April has been pretty lame thus far. My weight loss efforts have been unsuccessful, I find myself bored almost every single day, and a person who's beginning to hold a special place in my heart is leaving. The last bit has led me to believe that long distance relationships (in general, not necessarily of the romantic variety) love me and won't ever leave me alone.
What's funny is that I think I also secretly enjoy the drama that comes with being far away from certain special people in my life. My friendship with my Spanish girls is as precious as it is because of those two months together in Los Angeles that we can never ever duplicate. Not with the exact same people at least. My infatuation with a classmate was as sweet as it was because I knew I had nothing to lose. I could humiliate myself and be stupid and it wouldn't matter. We weren't living in our real worlds. Those two months were a fantasy. Do I actively search for relationships like the ones I have now? I'd like to think that I don't because if I do, then that's just sad.

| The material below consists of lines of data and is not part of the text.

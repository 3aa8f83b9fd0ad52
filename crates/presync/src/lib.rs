//! presync: presentation scheduling and display timing for video playback.
//!
//! This crate adapts decoded video frames, produced by an external
//! decoder/mixer, to a display's physical refresh cycle, so frames are shown
//! with minimal judder, tearing, or drift relative to an external playback
//! clock. It contains:
//!
//! - [`FrameQueue`] - thread-safe free/scheduled double queue of frames
//! - [`ClockModerator`] - drift-smoothed reconciliation of a reference clock
//!   against the host monotonic counter
//! - [`RefreshTracker`] - background estimator of the display's real refresh
//!   period and vertical-blank phase, from scanline samples alone
//! - [`FrameRateDetector`] - source frame-rate lock and timestamp jitter
//!   correction from noisy decoder timestamps
//! - [`PresentScheduler`] - the consumer state machine deciding, frame by
//!   frame, whether to present, delay, or drop
//!
//! Decoding, GPU resources, and the actual present primitive live behind the
//! [`PresentationBackend`] trait; this crate decides only *when*
//! presentation happens.
//!
//! # Usage
//!
//! ```ignore
//! use presync::{Frame, PresentationContext, PresentScheduler, NoEvents, RenderState};
//! use std::sync::Arc;
//!
//! let context = PresentationContext::new(backend, reference_clock);
//! let scheduler = PresentScheduler::spawn(context, Arc::new(NoEvents));
//! scheduler.set_render_state(RenderState::Started);
//!
//! // Producer loop: recycle a slot when one is spare, fill it, enqueue.
//! let generation = scheduler.current_generation();
//! scheduler.enqueue(Frame::new(image, Some(pts), duration, generation));
//! ```

pub mod clock;
pub mod config;
pub mod context;
pub mod frame;
pub mod frame_queue;
pub mod metrics;
pub mod moderate;
pub mod rate_detect;
pub mod refresh;
pub mod ring;
pub mod scheduler;

pub use clock::ClockModerator;
pub use config::PresentConfig;
pub use context::PresentationContext;
pub use frame::{
    ClockSample, Frame, Generation, HostClock, PresentError, PresentationBackend, ReferenceClock,
    RunState, SystemClock,
};
pub use frame_queue::FrameQueue;
pub use metrics::{PresentMetrics, PresentMetricsSnapshot};
pub use rate_detect::FrameRateDetector;
pub use refresh::{RefreshTracker, VSyncEstimate};
pub use scheduler::{NoEvents, PresentEvents, PresentScheduler, RenderState};
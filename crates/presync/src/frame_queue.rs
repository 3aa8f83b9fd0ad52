//! Free/scheduled frame queue shared by producer and scheduler.
//!
//! Decoded frames circulate between two lists: a free list of reusable frame
//! slots and a scheduled list of frames awaiting presentation. The producer
//! acquires a free frame, fills it, and schedules it; the scheduler consumes
//! scheduled frames and returns them to the free list after presenting or
//! dropping them. A frame is a member of at most one list at any time.
//!
//! Both lists sit behind a single lock, held only for the list mutation
//! itself - never across a present call or any other blocking operation.

use std::collections::VecDeque;
use std::sync::atomic::{AtomicBool, AtomicU64, AtomicUsize, Ordering};
use std::time::Duration;

use parking_lot::{Condvar, Mutex};

use crate::frame::{Frame, Generation};

struct QueueInner<I> {
    free: VecDeque<Frame<I>>,
    scheduled: VecDeque<Frame<I>>,
}

/// Thread-safe double queue of [`Frame`]s.
pub struct FrameQueue<I> {
    inner: Mutex<QueueInner<I>>,
    /// Signaled when a frame lands on the scheduled list.
    frame_available: Condvar,
    /// Current device/stream epoch; frames tagged with an older generation
    /// are discarded by their owner when they resurface.
    generation: AtomicU64,
    /// Frames handed out by `acquire_free` and not yet released back.
    in_flight: AtomicUsize,
    /// End of stream: the producer will schedule no further frames.
    eos: AtomicBool,
}

impl<I> FrameQueue<I> {
    pub fn new() -> Self {
        Self {
            inner: Mutex::new(QueueInner {
                free: VecDeque::new(),
                scheduled: VecDeque::new(),
            }),
            frame_available: Condvar::new(),
            generation: AtomicU64::new(0),
            in_flight: AtomicUsize::new(0),
            eos: AtomicBool::new(false),
        }
    }

    /// Takes the oldest frame from the free list for reuse.
    ///
    /// Returns `None` unless at least two free frames remain: the most
    /// recently released frame may still be on-screen and must not be handed
    /// out while it is the only spare.
    pub fn acquire_free(&self) -> Option<Frame<I>> {
        let mut inner = self.inner.lock();
        if inner.free.len() < 2 {
            return None;
        }
        let frame = inner.free.pop_front();
        if frame.is_some() {
            self.in_flight.fetch_add(1, Ordering::AcqRel);
        }
        frame
    }

    /// Returns a frame to the free list.
    ///
    /// `at_tail` is the normal path after a present or drop; `false` inserts
    /// at the front and is used during flush recovery so the slot is reused
    /// before frames that may still be referenced by the display.
    pub fn release_to_free(&self, frame: Frame<I>, at_tail: bool) {
        let mut inner = self.inner.lock();
        if at_tail {
            inner.free.push_back(frame);
        } else {
            inner.free.push_front(frame);
        }
        // Saturating: frames created by the producer (rather than acquired
        // here) also come home through this path.
        let _ = self
            .in_flight
            .fetch_update(Ordering::AcqRel, Ordering::Acquire, |v| v.checked_sub(1));
    }

    /// Appends a frame to the scheduled list, preserving arrival order.
    pub fn schedule_back(&self, frame: Frame<I>) {
        let mut inner = self.inner.lock();
        inner.scheduled.push_back(frame);
        self.frame_available.notify_one();
    }

    /// Re-inserts a frame at the front of the scheduled list.
    ///
    /// Only used when a present attempt is retried (delay decision) so FIFO
    /// order is preserved for everything behind it.
    pub fn schedule_front(&self, frame: Frame<I>) {
        let mut inner = self.inner.lock();
        inner.scheduled.push_front(frame);
        self.frame_available.notify_one();
    }

    /// Removes and returns the next scheduled frame plus the number of frames
    /// still queued behind it.
    pub fn take_next_scheduled(&self) -> Option<(Frame<I>, usize)> {
        let mut inner = self.inner.lock();
        let frame = inner.scheduled.pop_front()?;
        Some((frame, inner.scheduled.len()))
    }

    /// Like [`take_next_scheduled`](Self::take_next_scheduled) but waits up
    /// to `timeout` for a frame to arrive.
    pub fn take_next_scheduled_timeout(&self, timeout: Duration) -> Option<(Frame<I>, usize)> {
        let mut inner = self.inner.lock();
        if inner.scheduled.is_empty() {
            let result = self.frame_available.wait_for(&mut inner, timeout);
            if result.timed_out() && inner.scheduled.is_empty() {
                return None;
            }
        }
        let frame = inner.scheduled.pop_front()?;
        Some((frame, inner.scheduled.len()))
    }

    /// Clears both lists under one lock and resets position bookkeeping.
    ///
    /// Frame payloads are dropped here; handles the embedder still references
    /// elsewhere (e.g. an image mid-present) survive through their own
    /// ownership and are not torn down by the queue.
    pub fn flush(&self) {
        let (free_n, sched_n) = {
            let mut inner = self.inner.lock();
            let counts = (inner.free.len(), inner.scheduled.len());
            inner.free.clear();
            inner.scheduled.clear();
            counts
        };
        self.eos.store(false, Ordering::Release);
        tracing::debug!(
            "FrameQueue::flush: dropped {} free, {} scheduled",
            free_n,
            sched_n
        );
        // Wake the consumer so it re-evaluates instead of sleeping out its
        // wait on a queue that just changed under it.
        self.frame_available.notify_all();
    }

    /// Starts a new device/stream epoch and returns it.
    pub fn bump_generation(&self) -> Generation {
        let next = self.generation.fetch_add(1, Ordering::AcqRel) + 1;
        tracing::debug!("FrameQueue: generation bumped to {}", next);
        Generation(next)
    }

    pub fn current_generation(&self) -> Generation {
        Generation(self.generation.load(Ordering::Acquire))
    }

    /// True if the frame belongs to an earlier epoch and must be discarded.
    pub fn is_stale(&self, frame: &Frame<I>) -> bool {
        frame.generation != self.current_generation()
    }

    pub fn scheduled_len(&self) -> usize {
        self.inner.lock().scheduled.len()
    }

    pub fn free_len(&self) -> usize {
        self.inner.lock().free.len()
    }

    pub fn in_flight(&self) -> usize {
        self.in_flight.load(Ordering::Acquire)
    }

    /// Marks that the producer will schedule no further frames.
    pub fn set_eos(&self) {
        self.eos.store(true, Ordering::Release);
        self.frame_available.notify_all();
    }

    pub fn clear_eos(&self) {
        self.eos.store(false, Ordering::Release);
    }

    pub fn is_eos(&self) -> bool {
        self.eos.load(Ordering::Acquire)
    }
}

impl<I> Default for FrameQueue<I> {
    fn default() -> Self {
        Self::new()
    }
}

#[cfg(test)]
mod tests {
    use super::*;

    fn make_frame(pts_ms: u64, generation: Generation) -> Frame<u32> {
        Frame::new(
            pts_ms as u32,
            Some(Duration::from_millis(pts_ms)),
            Duration::from_millis(40),
            generation,
        )
    }

    #[test]
    fn test_scheduled_order_is_fifo() {
        let queue = FrameQueue::new();
        let gen = queue.current_generation();
        for pts in [0, 40, 80, 120] {
            queue.schedule_back(make_frame(pts, gen));
        }

        let mut out = Vec::new();
        while let Some((frame, _)) = queue.take_next_scheduled() {
            out.push(frame.pts.unwrap());
        }
        let expected: Vec<Duration> = [0u64, 40, 80, 120]
            .iter()
            .map(|ms| Duration::from_millis(*ms))
            .collect();
        assert_eq!(out, expected);
    }

    #[test]
    fn test_schedule_front_goes_first() {
        let queue = FrameQueue::new();
        let gen = queue.current_generation();
        queue.schedule_back(make_frame(40, gen));
        queue.schedule_front(make_frame(0, gen));

        let (frame, remaining) = queue.take_next_scheduled().unwrap();
        assert_eq!(frame.pts, Some(Duration::from_millis(0)));
        assert_eq!(remaining, 1);
    }

    #[test]
    fn test_acquire_free_requires_two_spares() {
        let queue = FrameQueue::new();
        let gen = queue.current_generation();

        queue.release_to_free(make_frame(0, gen), true);
        assert!(queue.acquire_free().is_none(), "single spare must be held");

        queue.release_to_free(make_frame(40, gen), true);
        let frame = queue.acquire_free().expect("two spares available");
        // Oldest released slot comes back first; the newest (possibly still
        // on-screen) stays.
        assert_eq!(frame.pts, Some(Duration::from_millis(0)));
        assert!(queue.acquire_free().is_none());
        assert_eq!(queue.in_flight(), 1);
    }

    #[test]
    fn test_release_at_front() {
        let queue = FrameQueue::new();
        let gen = queue.current_generation();
        queue.release_to_free(make_frame(0, gen), true);
        queue.release_to_free(make_frame(40, gen), true);
        queue.release_to_free(make_frame(80, gen), false);

        let frame = queue.acquire_free().unwrap();
        assert_eq!(frame.pts, Some(Duration::from_millis(80)));
    }

    #[test]
    fn test_flush_clears_both_lists() {
        let queue = FrameQueue::new();
        let gen = queue.current_generation();
        queue.release_to_free(make_frame(0, gen), true);
        queue.schedule_back(make_frame(40, gen));
        queue.set_eos();

        queue.flush();

        assert_eq!(queue.free_len(), 0);
        assert_eq!(queue.scheduled_len(), 0);
        assert!(!queue.is_eos());
        assert!(queue.take_next_scheduled().is_none());
    }

    #[test]
    fn test_generation_staleness() {
        let queue = FrameQueue::new();
        let old = queue.current_generation();
        let frame = make_frame(0, old);

        let new = queue.bump_generation();
        assert_ne!(old, new);
        assert!(queue.is_stale(&frame));
        assert!(!queue.is_stale(&make_frame(0, new)));
    }

    #[test]
    fn test_take_timeout_wakes_on_schedule() {
        use std::sync::Arc;

        let queue = Arc::new(FrameQueue::new());
        let gen = queue.current_generation();
        let producer = Arc::clone(&queue);

        let handle = std::thread::spawn(move || {
            std::thread::sleep(Duration::from_millis(20));
            producer.schedule_back(make_frame(0, gen));
        });

        let got = queue.take_next_scheduled_timeout(Duration::from_secs(2));
        assert!(got.is_some());
        handle.join().unwrap();
    }

    #[test]
    fn test_take_timeout_expires_empty() {
        let queue: FrameQueue<u32> = FrameQueue::new();
        let got = queue.take_next_scheduled_timeout(Duration::from_millis(10));
        assert!(got.is_none());
    }
}
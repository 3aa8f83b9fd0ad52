//! Tunable configuration for the presentation pipeline.

use std::time::Duration;

/// Configuration for [`PresentScheduler`](crate::scheduler::PresentScheduler).
///
/// Defaults match the hand-tuned behavior of the original timing code; none
/// of the cadence constants have a derivation, so they are all plain fields
/// for embedders to retune.
#[derive(Debug, Clone)]
pub struct PresentConfig {
    /// Rewrite jittery timestamps to the locked cadence (§jitter correction).
    pub correction_enabled: bool,
    /// Present this many lines before (+) or after (-) the vblank boundary.
    pub vblank_offset_lines: i32,
    /// Absolute floor of the present-now margin.
    pub margin_floor: Duration,
    /// Cap on the jitter contribution to the margin.
    pub margin_jitter_cap: Duration,
    /// Margin lower bound as a fraction of the frame period.
    pub margin_min_fraction: f64,
    /// Margin upper bound as a fraction of the frame period.
    pub margin_max_fraction: f64,
    /// Playback-behind threshold that marks the scheduler starved.
    pub starvation_behind: Duration,
    /// Scheduled depth at which a starvation condition clears.
    pub starvation_recover_depth: usize,
    /// Vsync-relative offsets tracked for cadence-shift detection.
    pub cadence_history: usize,
    /// Fraction of the period counted as "near an edge".
    pub cadence_edge_fraction: f64,
    /// Consecutive edge offsets before shifting the window.
    pub cadence_shift_threshold: u32,
    /// Consecutive centered offsets before returning to neutral.
    pub cadence_return_threshold: u32,
    /// Upper bound on any single scheduler wait.
    pub max_tick_wait: Duration,
    /// How long shutdown waits for background threads before detaching.
    pub shutdown_timeout: Duration,
}

impl Default for PresentConfig {
    fn default() -> Self {
        Self {
            correction_enabled: true,
            vblank_offset_lines: 0,
            margin_floor: Duration::from_micros(1500),
            margin_jitter_cap: Duration::from_millis(2),
            margin_min_fraction: 0.02,
            margin_max_fraction: 0.11,
            starvation_behind: Duration::from_secs(1),
            starvation_recover_depth: 2,
            cadence_history: 5,
            cadence_edge_fraction: 0.25,
            cadence_shift_threshold: 3,
            cadence_return_threshold: 2,
            max_tick_wait: Duration::from_millis(10),
            shutdown_timeout: Duration::from_millis(500),
        }
    }
}

impl PresentConfig {
    /// Disables per-frame timestamp correction.
    pub fn without_correction(mut self) -> Self {
        self.correction_enabled = false;
        self
    }

    /// Sets the vblank line offset for presentation.
    pub fn with_vblank_offset_lines(mut self, lines: i32) -> Self {
        self.vblank_offset_lines = lines;
        self
    }

    /// Sets the starvation threshold.
    pub fn with_starvation_behind(mut self, behind: Duration) -> Self {
        self.starvation_behind = behind;
        self
    }
}
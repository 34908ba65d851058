//! Behavioral properties of the call pipeline, exercised through the public API.

use std::sync::Arc;
use std::sync::atomic::{AtomicUsize, Ordering};
use std::time::Duration;

use async_trait::async_trait;
use parking_lot::Mutex;
use pipeline_core::{AppError, JwtValidator, RpcError, StatusCode, UserRole, keys};
use rpc_pipeline::interceptors::{
    AuthConfig, AuthInterceptor, KeyStrategy, RateLimitConfig, RateLimitInterceptor,
};
use rpc_pipeline::services::User;
use rpc_pipeline::startup::build_chain;
use rpc_pipeline::store::{CounterStore, MemoryStore, StoreError};
use rpc_pipeline::{Call, CallContext, Chain, Completion, Interceptor, MethodTable, Next, RpcResult};
use secrecy::SecretString;
use serde_json::{Value, json};
use uuid::Uuid;

const API_KEY: &str = "gateway-secret-key";
const GATEWAY_ID: &str = "gateway-1";
const JWT_SECRET: &str = "integration-test-secret-that-is-32b";

fn gateway_call(method: &str) -> Call {
    Call::new(method, Value::Null)
        .with_header(keys::API_KEY, API_KEY)
        .with_header(keys::GATEWAY_ID, GATEWAY_ID)
}

fn validator() -> JwtValidator {
    JwtValidator::new(&SecretString::from(JWT_SECRET))
}

fn auth() -> AuthInterceptor {
    AuthInterceptor::new(
        AuthConfig::new(SecretString::from(API_KEY), GATEWAY_ID, ["ping"]),
        Arc::new(validator()),
    )
}

fn counting_table(hits: &Arc<AtomicUsize>) -> MethodTable {
    let ping_hits = Arc::clone(hits);
    let secret_hits = Arc::clone(hits);
    MethodTable::new()
        .route("ping", move |_call: Call| {
            ping_hits.fetch_add(1, Ordering::SeqCst);
            async { Ok::<_, RpcError>(json!({ "ok": true })) }
        })
        .route("Secret", move |_call: Call| {
            secret_hits.fetch_add(1, Ordering::SeqCst);
            async { Ok::<_, RpcError>(json!("classified")) }
        })
}

/// Records its label, then either forwards or stops the chain.
struct Step {
    label: &'static str,
    forward: bool,
    log: Arc<Mutex<Vec<&'static str>>>,
}

#[async_trait]
impl Interceptor for Step {
    fn name(&self) -> &'static str {
        self.label
    }

    async fn intercept(&self, call: Call, _ctx: &CallContext, next: Next<'_>) -> RpcResult {
        self.log.lock().push(self.label);
        if self.forward {
            next.run(call).await
        } else {
            Err(AppError::permission_denied(self.label).into())
        }
    }
}

struct ResumesTwice;

#[async_trait]
impl Interceptor for ResumesTwice {
    fn name(&self) -> &'static str {
        "resumes_twice"
    }

    async fn intercept(&self, call: Call, _ctx: &CallContext, next: Next<'_>) -> RpcResult {
        next.run(call.clone()).await?;
        next.run(call).await
    }
}

struct BrokenStore;

#[async_trait]
impl CounterStore for BrokenStore {
    async fn increment(&self, _key: &str) -> Result<u64, StoreError> {
        Err(StoreError::Unavailable("connection refused".to_string()))
    }

    async fn expire(&self, _key: &str, _ttl: Duration) -> Result<(), StoreError> {
        Err(StoreError::Unavailable("connection refused".to_string()))
    }

    async fn has_expiry(&self, _key: &str) -> Result<bool, StoreError> {
        Err(StoreError::Unavailable("connection refused".to_string()))
    }
}

#[tokio::test]
async fn every_call_completes_exactly_once() {
    let hits = Arc::new(AtomicUsize::new(0));
    let router = Chain::default().with(auth()).wrap(counting_table(&hits));

    let delivered = Arc::new(Mutex::new(Vec::new()));
    let calls = [
        gateway_call("ping"),
        gateway_call("Secret"),
        gateway_call("Missing"),
        Call::new("ping", Value::Null),
    ];
    let mut receivers = Vec::new();
    for call in calls {
        let (tx, rx) = tokio::sync::oneshot::channel();
        let delivered = Arc::clone(&delivered);
        let sink = Completion::callback(call.method(), move |outcome| {
            delivered.lock().push(outcome.is_ok());
            let _ = tx.send(());
        });
        router.dispatch(call, sink);
        receivers.push(rx);
    }
    for rx in receivers {
        rx.await.unwrap();
    }

    let mut delivered = delivered.lock().clone();
    delivered.sort_unstable();
    assert_eq!(delivered, vec![false, false, false, true]);
}

#[tokio::test]
async fn short_circuit_stops_the_rest_of_the_chain() {
    let log = Arc::new(Mutex::new(Vec::new()));
    let hits = Arc::new(AtomicUsize::new(0));
    let step = |label, forward| Step { label, forward, log: Arc::clone(&log) };

    let router = Chain::default()
        .with(step("first", true))
        .with(step("second", false))
        .with(step("third", true))
        .wrap(counting_table(&hits));

    let err = router.handle(gateway_call("ping")).await.unwrap_err();
    assert_eq!(err.code, StatusCode::PermissionDenied);
    assert_eq!(*log.lock(), vec!["first", "second"]);
    assert_eq!(hits.load(Ordering::SeqCst), 0);
}

#[tokio::test]
async fn handler_runs_only_when_every_interceptor_forwards() {
    let log = Arc::new(Mutex::new(Vec::new()));
    let hits = Arc::new(AtomicUsize::new(0));
    let step = |label| Step { label, forward: true, log: Arc::clone(&log) };

    let router = Chain::default()
        .with(step("first"))
        .with(step("second"))
        .with(step("third"))
        .wrap(counting_table(&hits));

    assert_eq!(router.handle(gateway_call("ping")).await.unwrap(), json!({ "ok": true }));
    assert_eq!(*log.lock(), vec!["first", "second", "third"]);
    assert_eq!(hits.load(Ordering::SeqCst), 1);
}

#[tokio::test]
async fn resuming_twice_is_detected() {
    let hits = Arc::new(AtomicUsize::new(0));
    let router = Chain::default().with(ResumesTwice).wrap(counting_table(&hits));

    let err = router.handle(gateway_call("ping")).await.unwrap_err();
    assert_eq!(err.code, StatusCode::Internal);
    assert_eq!(hits.load(Ordering::SeqCst), 1);
}

#[tokio::test(start_paused = true)]
async fn limiter_denies_the_call_after_the_limit_and_resets_after_the_window() {
    let hits = Arc::new(AtomicUsize::new(0));
    let limits = RateLimitConfig {
        limit: 3,
        window: Duration::from_secs(60),
        ..RateLimitConfig::default()
    };
    let router = Chain::default()
        .with(RateLimitInterceptor::new(Arc::new(MemoryStore::new()), limits))
        .wrap(counting_table(&hits));

    for _ in 0..3 {
        assert!(router.handle(gateway_call("ping")).await.is_ok());
    }
    let err = router.handle(gateway_call("ping")).await.unwrap_err();
    assert_eq!(err.code, StatusCode::ResourceExhausted);
    assert_eq!(hits.load(Ordering::SeqCst), 3);

    tokio::time::advance(Duration::from_secs(61)).await;
    assert!(router.handle(gateway_call("ping")).await.is_ok());
    assert_eq!(hits.load(Ordering::SeqCst), 4);
}

#[tokio::test]
async fn limiter_fails_open_when_the_store_is_down() {
    let hits = Arc::new(AtomicUsize::new(0));
    let limits = RateLimitConfig {
        limit: 1,
        ..RateLimitConfig::default()
    };
    let router = Chain::default()
        .with(RateLimitInterceptor::new(Arc::new(BrokenStore), limits))
        .wrap(counting_table(&hits));

    for _ in 0..5 {
        assert!(router.handle(gateway_call("ping")).await.is_ok());
    }
    assert_eq!(hits.load(Ordering::SeqCst), 5);
}

#[tokio::test]
async fn per_user_limiter_ignores_rotating_caller_supplied_ids() {
    let hits = Arc::new(AtomicUsize::new(0));
    let limits = RateLimitConfig {
        limit: 1,
        window: Duration::from_secs(60),
        key_strategy: KeyStrategy::User,
    };
    let router = build_chain(
        AuthConfig::new(SecretString::from(API_KEY), GATEWAY_ID, ["ping"]),
        Arc::new(validator()),
        limits,
        Arc::new(MemoryStore::new()),
    )
    .wrap(counting_table(&hits));

    let mut admitted = 0;
    for i in 0..5 {
        let call = gateway_call("ping").with_header(keys::USER_ID, &format!("spoof-{i}"));
        if router.handle(call).await.is_ok() {
            admitted += 1;
        }
    }
    assert_eq!(admitted, 1);
    assert_eq!(hits.load(Ordering::SeqCst), 1);
}

#[tokio::test]
async fn public_methods_skip_tokens_and_private_ones_require_them() {
    let hits = Arc::new(AtomicUsize::new(0));
    let router = Chain::default().with(auth()).wrap(counting_table(&hits));

    assert_eq!(router.handle(gateway_call("ping")).await.unwrap(), json!({ "ok": true }));

    let err = router.handle(gateway_call("Secret")).await.unwrap_err();
    assert_eq!(err.code, StatusCode::Unauthenticated);
    assert_eq!(hits.load(Ordering::SeqCst), 1);

    let user = User {
        id: Uuid::new_v4(),
        name: "Ada".to_string(),
        email: "ada@example.com".to_string(),
        role: UserRole::User,
        created_at: chrono::Utc::now(),
    };
    let token = validator()
        .issue(&user, None, chrono::Duration::minutes(5))
        .unwrap();
    let call = gateway_call("Secret").with_header(keys::SERVICE_TOKEN, &format!("Bearer {token}"));
    assert_eq!(router.handle(call).await.unwrap(), json!("classified"));
}

#[tokio::test]
async fn invalid_api_key_is_invalid_argument_for_every_method() {
    let hits = Arc::new(AtomicUsize::new(0));
    let router = Chain::default().with(auth()).wrap(counting_table(&hits));

    for method in ["ping", "Secret"] {
        let call = Call::new(method, Value::Null)
            .with_header(keys::API_KEY, "wrong-key")
            .with_header(keys::GATEWAY_ID, GATEWAY_ID);
        let err = router.handle(call).await.unwrap_err();
        assert_eq!(err.code, StatusCode::InvalidArgument);
        assert_eq!(err.message, "Invalid API key");
    }
    assert_eq!(hits.load(Ordering::SeqCst), 0);
}

#[tokio::test]
async fn application_errors_keep_their_code_and_unexpected_ones_are_masked() {
    let table = MethodTable::new()
        .route("Create", |_call: Call| async {
            Err::<Value, _>(RpcError::from(AppError::conflict("User", "email", "ada@example.com")))
        })
        .route("Explode", |_call: Call| async {
            Err::<Value, _>(RpcError::Unexpected(anyhow::anyhow!("db password is hunter2")))
        });
    let router = Chain::default().wrap(table);

    let err = router.handle(Call::new("Create", Value::Null)).await.unwrap_err();
    assert_eq!(err.code, StatusCode::AlreadyExists);
    assert_eq!(err.message, "User already exists");

    let err = router.handle(Call::new("Explode", Value::Null)).await.unwrap_err();
    assert_eq!(err.code, StatusCode::Internal);
    assert_eq!(err.message, pipeline_core::INTERNAL_ERROR_MESSAGE);
    assert!(!format!("{err:?}").contains("hunter2"));
}
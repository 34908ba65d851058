//! Liveness method reachable without a service token.

use std::sync::Arc;

use pipeline_core::{Call, RpcResult};
use serde::{Deserialize, Serialize};

use crate::pipeline::{MethodTable, RpcService};

#[derive(Debug, Clone, Copy, PartialEq, Eq)]
pub enum PingMethod {
    Ping,
}

impl PingMethod {
    pub const ALL: [Self; 1] = [Self::Ping];

    #[must_use]
    pub const fn as_str(self) -> &'static str {
        match self {
            Self::Ping => "ping",
        }
    }
}

#[derive(Debug, Default, Deserialize)]
pub struct PingRequest {}

#[derive(Debug, Serialize)]
pub struct PingResponse {
    pub ok: bool,
}

#[derive(Debug, Default)]
pub struct PingService;

impl PingService {
    async fn ping(self: Arc<Self>, _call: Call, _req: PingRequest) -> RpcResult<PingResponse> {
        Ok(PingResponse { ok: true })
    }
}

impl RpcService for PingService {
    fn method_table(self: Arc<Self>) -> MethodTable {
        MethodTable::new().method(PingMethod::Ping.as_str(), &self, Self::ping)
    }
}

#[cfg(test)]
mod tests {
    use serde_json::{Value, json};

    use super::*;
    use crate::pipeline::wrap_service;

    #[tokio::test]
    async fn ping_answers_ok() {
        let router = wrap_service(Arc::new(PingService).method_table());
        let out = router.handle(Call::new("ping", Value::Null)).await.unwrap();
        assert_eq!(out, json!({ "ok": true }));
    }

    #[test]
    fn every_method_is_registered() {
        let table = Arc::new(PingService).method_table();
        assert!(PingMethod::ALL.iter().all(|m| table.contains(m.as_str())));
    }
}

When I got back, the sense of home revealed itself to me and then I thought, was that it? The first month was fun because I got to play the balikbayan in front of my family and friends (silly because I wasn't gone that long in the first place). I found myself converting everything to dollars and thinking how cheap everything was, much to my mother's dismay. I reunited with my best friends for a beach trip and everything was exciting to me. I felt incredibly empowered by the two months of independence I just had and expected some sort of respect from my parents for it. Like they owed me because I survived two months on my own and did not even get into any trouble. In short, I was delusional! My living situation in Los Angeles was incredibly convenient that for me to have gotten in trouble under those circumstances would've just been dead crazy. Also, I had the time of my life. It was the other way around and had always been. I owed my parents for being fantastic and supportive of my impractical endeavors in life (including my career choices and my expenditures).
I eventually went back to earth, stopped converting pesos to dollars, and started cursing in Tagalog again. Then, extreme boredom. I guess I expected too many great things to happen in my life that I ended up getting really, really frustrated that nothing was happening at all. It's good to be a positive thinker, but I overdid it. I'm being brutally honest with myself right now and it's stinging a little.
I guess what I'm trying to say is that sometimes we get caught up in the hype (especially when extremely great things are happening) that once it ends, we die a little bit inside too. I'm going to admit it here, in this blog, that I am still trying to pick myself up after those two months of carefree living. Oakwood Apartments was our utopia. Now listen, this is real life right here and I have a lot of things to do. At the same time, a part of me will always feel like I'm in a Woody Allen film. I just haven't figured out yet if I'm playing Annie Hall or Alvy Singer.
I listened to this while writing. Yeah, I love drama in my life. Can you blame me?
(I feel like I'm betraying myself by writing this stupid blog entry. I've promised myself many times in the past that I would try my best to keep this drama-free and professional. However, I find no satisfaction in writing on my Livejournal things that I secretly want the person involved to read. So, be free! This is still a blog, after all.)